The task = The answer must consist of every line in the data that contains "warn".

━━━━━━

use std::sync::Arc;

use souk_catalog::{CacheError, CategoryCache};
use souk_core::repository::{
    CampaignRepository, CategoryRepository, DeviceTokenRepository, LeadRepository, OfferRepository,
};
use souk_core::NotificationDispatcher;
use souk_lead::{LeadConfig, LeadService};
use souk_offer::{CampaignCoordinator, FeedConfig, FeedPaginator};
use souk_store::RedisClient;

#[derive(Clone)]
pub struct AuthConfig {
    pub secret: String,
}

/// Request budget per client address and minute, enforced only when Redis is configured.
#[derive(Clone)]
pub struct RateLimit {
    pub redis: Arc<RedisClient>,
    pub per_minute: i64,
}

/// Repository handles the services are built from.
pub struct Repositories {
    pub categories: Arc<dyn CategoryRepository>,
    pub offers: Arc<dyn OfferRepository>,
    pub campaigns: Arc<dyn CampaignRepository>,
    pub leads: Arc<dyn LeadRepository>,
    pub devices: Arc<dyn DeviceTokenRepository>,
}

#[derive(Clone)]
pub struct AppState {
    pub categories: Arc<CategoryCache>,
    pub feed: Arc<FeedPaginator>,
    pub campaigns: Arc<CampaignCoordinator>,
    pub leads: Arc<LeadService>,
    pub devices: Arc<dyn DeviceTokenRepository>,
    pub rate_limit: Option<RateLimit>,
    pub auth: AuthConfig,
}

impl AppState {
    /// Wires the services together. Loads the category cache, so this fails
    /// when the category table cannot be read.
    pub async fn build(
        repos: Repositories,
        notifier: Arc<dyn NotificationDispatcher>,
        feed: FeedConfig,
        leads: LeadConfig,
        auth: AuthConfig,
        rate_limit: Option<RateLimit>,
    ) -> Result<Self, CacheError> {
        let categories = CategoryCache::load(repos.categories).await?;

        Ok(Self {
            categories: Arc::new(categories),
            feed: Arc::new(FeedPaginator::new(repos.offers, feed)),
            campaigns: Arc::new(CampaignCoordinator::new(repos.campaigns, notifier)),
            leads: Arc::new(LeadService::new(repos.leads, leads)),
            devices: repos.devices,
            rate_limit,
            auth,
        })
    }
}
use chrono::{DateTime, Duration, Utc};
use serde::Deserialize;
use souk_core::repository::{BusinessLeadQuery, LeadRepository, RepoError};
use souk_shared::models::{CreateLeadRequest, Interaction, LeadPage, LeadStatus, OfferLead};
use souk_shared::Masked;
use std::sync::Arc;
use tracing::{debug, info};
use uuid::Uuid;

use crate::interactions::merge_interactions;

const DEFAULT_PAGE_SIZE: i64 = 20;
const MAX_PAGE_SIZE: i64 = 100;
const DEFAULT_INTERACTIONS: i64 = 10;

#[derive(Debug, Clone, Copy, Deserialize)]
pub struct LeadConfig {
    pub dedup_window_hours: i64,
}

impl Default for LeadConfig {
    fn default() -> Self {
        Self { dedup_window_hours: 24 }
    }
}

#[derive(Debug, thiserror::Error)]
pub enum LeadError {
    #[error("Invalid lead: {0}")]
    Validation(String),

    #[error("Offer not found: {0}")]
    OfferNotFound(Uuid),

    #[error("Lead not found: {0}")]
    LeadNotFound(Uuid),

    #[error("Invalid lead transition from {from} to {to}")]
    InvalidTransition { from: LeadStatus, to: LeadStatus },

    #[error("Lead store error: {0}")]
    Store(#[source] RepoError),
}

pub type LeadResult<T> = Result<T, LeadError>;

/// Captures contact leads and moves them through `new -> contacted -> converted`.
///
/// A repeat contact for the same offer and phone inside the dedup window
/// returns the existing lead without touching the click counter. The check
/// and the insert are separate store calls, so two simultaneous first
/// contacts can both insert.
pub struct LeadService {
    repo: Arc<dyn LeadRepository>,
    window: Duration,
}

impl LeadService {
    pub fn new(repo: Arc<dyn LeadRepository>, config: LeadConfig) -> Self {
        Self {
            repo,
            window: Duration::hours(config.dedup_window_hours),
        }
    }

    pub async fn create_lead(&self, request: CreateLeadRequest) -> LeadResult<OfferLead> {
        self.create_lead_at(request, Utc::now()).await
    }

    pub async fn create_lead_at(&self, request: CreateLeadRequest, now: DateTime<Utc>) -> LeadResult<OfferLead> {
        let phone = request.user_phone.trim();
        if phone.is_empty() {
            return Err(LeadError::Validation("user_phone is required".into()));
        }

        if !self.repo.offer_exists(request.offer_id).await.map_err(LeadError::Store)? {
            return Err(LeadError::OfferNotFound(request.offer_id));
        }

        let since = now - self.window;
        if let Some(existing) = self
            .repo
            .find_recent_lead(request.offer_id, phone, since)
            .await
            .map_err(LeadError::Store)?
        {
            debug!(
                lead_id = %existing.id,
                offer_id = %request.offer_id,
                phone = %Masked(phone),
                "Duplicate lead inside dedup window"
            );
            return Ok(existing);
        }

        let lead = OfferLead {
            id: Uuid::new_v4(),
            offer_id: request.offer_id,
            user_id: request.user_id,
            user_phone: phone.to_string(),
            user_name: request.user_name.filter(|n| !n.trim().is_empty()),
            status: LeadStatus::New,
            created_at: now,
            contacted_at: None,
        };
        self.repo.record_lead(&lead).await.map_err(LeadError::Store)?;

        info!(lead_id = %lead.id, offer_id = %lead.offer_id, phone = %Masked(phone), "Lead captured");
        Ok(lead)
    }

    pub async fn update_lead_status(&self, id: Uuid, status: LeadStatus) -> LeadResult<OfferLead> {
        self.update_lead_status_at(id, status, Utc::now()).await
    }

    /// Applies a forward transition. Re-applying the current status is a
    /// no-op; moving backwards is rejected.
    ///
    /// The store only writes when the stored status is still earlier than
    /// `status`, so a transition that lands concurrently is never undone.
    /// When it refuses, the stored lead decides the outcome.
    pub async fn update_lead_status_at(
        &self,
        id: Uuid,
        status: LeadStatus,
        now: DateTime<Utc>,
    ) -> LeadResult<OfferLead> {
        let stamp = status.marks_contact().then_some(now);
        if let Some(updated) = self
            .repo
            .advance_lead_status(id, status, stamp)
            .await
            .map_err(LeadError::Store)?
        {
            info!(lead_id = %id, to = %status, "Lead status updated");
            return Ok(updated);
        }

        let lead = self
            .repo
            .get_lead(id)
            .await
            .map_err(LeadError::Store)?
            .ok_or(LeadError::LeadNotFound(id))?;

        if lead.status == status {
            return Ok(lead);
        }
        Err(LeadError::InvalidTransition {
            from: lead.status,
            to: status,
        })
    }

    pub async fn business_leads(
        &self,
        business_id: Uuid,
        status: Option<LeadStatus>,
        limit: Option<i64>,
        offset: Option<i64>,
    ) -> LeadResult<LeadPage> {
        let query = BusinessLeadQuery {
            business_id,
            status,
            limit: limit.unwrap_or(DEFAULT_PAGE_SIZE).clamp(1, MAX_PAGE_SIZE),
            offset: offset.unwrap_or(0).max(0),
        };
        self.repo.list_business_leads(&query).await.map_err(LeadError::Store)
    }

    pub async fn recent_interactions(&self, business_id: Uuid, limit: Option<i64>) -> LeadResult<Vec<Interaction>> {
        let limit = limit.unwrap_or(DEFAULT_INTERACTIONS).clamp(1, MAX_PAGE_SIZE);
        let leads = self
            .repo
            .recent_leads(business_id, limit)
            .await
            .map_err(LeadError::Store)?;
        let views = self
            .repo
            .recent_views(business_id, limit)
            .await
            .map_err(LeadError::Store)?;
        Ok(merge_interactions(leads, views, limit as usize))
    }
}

━━━━━━

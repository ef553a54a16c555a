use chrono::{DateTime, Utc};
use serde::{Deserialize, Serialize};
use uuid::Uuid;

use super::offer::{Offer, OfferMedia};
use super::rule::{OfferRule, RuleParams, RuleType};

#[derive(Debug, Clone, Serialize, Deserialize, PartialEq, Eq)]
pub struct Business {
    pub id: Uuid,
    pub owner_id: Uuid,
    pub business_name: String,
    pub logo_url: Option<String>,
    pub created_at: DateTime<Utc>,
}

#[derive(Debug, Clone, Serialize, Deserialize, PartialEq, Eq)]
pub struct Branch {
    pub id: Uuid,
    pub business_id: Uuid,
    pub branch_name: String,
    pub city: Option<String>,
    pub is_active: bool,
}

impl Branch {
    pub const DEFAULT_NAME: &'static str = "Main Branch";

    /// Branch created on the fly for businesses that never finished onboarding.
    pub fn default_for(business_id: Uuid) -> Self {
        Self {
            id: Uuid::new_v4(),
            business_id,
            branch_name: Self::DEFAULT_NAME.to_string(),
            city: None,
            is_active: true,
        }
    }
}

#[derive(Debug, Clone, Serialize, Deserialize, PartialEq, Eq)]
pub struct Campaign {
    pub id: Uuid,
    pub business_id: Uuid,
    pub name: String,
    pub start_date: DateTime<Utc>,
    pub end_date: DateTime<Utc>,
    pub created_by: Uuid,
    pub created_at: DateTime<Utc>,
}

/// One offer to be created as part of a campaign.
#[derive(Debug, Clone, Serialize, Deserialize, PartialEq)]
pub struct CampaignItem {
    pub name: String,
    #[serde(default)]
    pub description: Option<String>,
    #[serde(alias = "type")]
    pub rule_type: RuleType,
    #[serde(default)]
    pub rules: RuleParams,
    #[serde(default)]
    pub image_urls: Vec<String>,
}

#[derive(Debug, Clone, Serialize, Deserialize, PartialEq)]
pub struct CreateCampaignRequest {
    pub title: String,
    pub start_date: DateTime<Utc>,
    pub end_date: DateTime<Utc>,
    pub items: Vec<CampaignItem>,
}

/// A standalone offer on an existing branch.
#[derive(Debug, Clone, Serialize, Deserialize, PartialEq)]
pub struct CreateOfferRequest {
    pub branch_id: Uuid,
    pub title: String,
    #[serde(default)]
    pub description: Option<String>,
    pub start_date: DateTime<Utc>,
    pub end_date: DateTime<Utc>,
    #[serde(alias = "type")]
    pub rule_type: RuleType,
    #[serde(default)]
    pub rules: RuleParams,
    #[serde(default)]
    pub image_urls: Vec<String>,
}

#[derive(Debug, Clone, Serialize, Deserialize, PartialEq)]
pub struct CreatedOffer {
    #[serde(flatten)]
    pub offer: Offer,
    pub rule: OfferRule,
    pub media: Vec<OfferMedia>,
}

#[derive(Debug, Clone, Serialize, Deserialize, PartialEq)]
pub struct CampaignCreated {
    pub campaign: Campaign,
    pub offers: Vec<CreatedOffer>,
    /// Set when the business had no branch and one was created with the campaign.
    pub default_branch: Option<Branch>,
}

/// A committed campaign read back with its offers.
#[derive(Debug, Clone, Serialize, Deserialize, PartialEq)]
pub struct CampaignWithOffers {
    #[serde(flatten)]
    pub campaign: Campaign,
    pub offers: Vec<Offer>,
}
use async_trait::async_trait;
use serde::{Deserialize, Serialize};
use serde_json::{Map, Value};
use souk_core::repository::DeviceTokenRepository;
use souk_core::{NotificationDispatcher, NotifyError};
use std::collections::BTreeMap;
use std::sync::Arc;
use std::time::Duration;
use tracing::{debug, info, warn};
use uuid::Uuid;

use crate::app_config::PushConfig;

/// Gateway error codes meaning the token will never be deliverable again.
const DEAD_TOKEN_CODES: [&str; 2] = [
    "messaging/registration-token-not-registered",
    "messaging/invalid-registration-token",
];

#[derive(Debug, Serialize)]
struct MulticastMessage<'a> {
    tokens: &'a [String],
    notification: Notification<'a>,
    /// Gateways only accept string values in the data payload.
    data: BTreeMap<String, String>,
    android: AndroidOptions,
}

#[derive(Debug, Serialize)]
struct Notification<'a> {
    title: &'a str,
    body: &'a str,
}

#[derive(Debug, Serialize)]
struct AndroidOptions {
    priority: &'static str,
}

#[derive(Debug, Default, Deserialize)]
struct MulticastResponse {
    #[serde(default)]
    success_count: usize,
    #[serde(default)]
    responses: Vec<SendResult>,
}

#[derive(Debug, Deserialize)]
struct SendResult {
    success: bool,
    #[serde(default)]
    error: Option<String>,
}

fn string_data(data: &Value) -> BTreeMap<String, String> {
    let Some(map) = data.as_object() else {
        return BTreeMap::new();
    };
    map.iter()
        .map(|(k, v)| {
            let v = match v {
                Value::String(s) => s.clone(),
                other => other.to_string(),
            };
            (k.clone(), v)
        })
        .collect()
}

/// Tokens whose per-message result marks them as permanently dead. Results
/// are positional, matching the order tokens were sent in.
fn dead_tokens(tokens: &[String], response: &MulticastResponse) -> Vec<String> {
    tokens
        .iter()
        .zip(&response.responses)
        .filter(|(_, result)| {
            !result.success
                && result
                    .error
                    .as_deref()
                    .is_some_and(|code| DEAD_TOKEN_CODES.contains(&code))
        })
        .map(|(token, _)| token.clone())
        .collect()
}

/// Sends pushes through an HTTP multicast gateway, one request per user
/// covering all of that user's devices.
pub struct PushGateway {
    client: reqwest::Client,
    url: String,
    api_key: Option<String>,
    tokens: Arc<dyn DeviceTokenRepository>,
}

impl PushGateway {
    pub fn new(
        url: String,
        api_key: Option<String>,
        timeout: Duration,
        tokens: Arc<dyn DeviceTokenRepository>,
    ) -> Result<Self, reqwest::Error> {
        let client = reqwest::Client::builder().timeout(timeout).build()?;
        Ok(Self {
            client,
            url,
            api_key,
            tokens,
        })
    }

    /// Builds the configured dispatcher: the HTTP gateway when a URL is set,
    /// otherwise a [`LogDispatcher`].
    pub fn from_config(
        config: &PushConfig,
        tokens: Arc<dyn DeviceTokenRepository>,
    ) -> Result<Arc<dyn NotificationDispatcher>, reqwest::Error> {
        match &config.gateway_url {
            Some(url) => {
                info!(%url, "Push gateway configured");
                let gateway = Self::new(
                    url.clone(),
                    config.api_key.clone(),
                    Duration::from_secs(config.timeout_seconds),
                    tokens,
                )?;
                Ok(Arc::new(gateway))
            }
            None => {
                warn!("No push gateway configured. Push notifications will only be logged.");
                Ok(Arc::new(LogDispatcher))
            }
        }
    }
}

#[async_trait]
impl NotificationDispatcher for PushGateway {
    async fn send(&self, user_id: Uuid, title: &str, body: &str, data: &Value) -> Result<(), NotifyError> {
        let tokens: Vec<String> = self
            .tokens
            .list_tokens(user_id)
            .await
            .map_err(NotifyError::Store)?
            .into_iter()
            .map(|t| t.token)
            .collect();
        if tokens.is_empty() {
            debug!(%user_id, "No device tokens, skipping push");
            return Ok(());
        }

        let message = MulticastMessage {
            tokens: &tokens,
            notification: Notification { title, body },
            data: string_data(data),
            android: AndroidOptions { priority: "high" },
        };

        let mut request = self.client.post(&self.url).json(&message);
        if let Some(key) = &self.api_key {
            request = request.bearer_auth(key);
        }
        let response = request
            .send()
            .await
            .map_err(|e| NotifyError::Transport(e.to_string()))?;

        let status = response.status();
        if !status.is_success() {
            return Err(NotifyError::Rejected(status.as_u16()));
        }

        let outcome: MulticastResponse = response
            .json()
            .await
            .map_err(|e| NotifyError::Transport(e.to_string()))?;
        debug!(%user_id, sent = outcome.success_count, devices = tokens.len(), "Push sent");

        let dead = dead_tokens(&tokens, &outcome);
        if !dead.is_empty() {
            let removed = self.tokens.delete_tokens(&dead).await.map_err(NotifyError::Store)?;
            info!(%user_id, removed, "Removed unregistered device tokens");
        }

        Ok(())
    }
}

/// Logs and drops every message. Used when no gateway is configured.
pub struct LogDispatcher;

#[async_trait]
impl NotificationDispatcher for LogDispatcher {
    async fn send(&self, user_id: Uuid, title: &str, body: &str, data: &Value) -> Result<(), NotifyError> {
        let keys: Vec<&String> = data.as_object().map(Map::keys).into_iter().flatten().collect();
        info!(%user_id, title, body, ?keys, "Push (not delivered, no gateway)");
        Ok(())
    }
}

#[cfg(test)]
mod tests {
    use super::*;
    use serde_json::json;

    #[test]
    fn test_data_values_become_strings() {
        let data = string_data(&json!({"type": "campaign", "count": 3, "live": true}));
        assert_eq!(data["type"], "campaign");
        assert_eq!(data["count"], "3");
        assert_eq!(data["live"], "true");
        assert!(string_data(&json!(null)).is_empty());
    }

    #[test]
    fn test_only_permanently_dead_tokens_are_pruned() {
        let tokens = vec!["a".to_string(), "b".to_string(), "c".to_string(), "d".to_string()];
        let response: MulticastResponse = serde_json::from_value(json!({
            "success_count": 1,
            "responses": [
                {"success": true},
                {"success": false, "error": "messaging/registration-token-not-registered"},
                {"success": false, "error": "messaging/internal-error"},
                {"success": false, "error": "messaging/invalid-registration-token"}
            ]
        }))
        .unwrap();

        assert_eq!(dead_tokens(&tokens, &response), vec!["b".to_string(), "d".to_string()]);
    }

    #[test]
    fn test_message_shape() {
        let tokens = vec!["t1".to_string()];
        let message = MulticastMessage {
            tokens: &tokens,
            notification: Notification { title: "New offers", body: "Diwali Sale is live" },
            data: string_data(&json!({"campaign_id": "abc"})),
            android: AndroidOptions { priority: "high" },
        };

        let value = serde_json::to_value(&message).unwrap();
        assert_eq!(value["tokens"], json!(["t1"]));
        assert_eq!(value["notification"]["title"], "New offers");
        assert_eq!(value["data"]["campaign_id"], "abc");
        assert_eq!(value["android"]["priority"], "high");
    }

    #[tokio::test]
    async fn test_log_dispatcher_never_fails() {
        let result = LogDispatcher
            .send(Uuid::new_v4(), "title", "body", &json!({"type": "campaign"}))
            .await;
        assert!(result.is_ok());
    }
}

━━━━━━

Written reply =
use tracing::{debug, info, warn};
                warn!("No push gateway configured. Push notifications will only be logged.");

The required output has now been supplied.